→ **Task details**:
Please work out how many lines in the records below include the word "prelude", and reply with that number only.

[[ Material supplied open ]]

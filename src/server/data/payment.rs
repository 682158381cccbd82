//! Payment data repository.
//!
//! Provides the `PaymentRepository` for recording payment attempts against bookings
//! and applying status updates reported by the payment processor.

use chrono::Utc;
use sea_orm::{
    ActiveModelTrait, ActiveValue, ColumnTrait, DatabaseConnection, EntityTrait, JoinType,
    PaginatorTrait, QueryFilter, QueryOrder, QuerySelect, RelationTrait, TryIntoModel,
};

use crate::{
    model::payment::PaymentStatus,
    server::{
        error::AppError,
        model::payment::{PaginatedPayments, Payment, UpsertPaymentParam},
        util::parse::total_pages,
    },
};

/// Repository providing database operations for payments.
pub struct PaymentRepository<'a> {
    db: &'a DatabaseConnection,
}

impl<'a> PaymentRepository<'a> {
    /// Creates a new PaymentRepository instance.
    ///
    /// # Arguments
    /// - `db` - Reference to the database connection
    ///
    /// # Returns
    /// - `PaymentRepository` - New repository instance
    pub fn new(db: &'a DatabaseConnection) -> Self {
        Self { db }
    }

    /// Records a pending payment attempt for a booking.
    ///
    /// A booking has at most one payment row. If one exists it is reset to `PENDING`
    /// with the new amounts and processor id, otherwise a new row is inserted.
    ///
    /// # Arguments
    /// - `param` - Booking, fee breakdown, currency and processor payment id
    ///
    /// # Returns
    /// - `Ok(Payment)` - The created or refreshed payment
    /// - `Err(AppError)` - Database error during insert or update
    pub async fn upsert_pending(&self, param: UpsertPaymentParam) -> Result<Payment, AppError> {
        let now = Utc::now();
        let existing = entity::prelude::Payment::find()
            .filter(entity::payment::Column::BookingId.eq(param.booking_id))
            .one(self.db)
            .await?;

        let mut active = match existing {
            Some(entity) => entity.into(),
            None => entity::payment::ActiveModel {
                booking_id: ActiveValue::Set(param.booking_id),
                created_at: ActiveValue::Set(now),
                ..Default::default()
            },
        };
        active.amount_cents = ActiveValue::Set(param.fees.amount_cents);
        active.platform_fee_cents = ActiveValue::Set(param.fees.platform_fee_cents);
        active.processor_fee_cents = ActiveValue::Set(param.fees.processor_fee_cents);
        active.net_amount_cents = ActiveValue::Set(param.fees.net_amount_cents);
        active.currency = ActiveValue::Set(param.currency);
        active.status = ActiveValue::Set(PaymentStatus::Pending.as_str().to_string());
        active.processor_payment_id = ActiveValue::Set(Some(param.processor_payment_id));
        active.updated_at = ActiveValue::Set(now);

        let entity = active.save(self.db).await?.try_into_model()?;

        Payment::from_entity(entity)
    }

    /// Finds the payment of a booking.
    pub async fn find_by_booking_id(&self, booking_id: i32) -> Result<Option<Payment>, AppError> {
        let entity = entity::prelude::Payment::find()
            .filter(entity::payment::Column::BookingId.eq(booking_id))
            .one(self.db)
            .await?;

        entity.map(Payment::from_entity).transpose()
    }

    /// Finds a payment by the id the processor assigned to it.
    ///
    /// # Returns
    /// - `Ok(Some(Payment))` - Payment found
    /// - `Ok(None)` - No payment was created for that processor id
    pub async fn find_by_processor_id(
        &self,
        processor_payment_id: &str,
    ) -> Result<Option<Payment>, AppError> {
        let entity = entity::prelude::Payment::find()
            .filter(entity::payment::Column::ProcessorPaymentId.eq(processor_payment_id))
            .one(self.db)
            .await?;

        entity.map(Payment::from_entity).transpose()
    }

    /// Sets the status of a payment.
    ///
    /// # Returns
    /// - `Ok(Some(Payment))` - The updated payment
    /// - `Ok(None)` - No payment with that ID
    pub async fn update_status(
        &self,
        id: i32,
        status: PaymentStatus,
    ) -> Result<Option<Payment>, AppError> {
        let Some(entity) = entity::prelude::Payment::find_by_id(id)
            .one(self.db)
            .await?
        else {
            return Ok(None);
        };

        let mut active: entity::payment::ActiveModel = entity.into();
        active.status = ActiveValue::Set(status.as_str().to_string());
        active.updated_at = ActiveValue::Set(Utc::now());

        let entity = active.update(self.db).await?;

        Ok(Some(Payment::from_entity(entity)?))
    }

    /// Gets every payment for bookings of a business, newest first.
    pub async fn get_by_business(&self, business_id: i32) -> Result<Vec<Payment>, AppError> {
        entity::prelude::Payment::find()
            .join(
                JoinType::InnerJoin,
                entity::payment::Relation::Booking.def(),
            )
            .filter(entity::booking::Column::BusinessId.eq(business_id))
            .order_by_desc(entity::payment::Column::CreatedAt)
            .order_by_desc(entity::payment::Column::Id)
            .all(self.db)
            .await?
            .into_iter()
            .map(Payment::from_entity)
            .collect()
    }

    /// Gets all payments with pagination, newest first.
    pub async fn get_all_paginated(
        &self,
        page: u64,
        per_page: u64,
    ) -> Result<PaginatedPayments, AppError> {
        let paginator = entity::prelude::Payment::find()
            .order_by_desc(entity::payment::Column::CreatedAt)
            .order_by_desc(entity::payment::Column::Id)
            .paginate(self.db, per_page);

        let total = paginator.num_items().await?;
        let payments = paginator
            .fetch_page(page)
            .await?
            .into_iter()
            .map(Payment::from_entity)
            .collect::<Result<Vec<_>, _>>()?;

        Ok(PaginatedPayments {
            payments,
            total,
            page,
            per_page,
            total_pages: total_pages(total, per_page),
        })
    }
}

[[ Material supplied closed ]]

→ **Final answer**:
6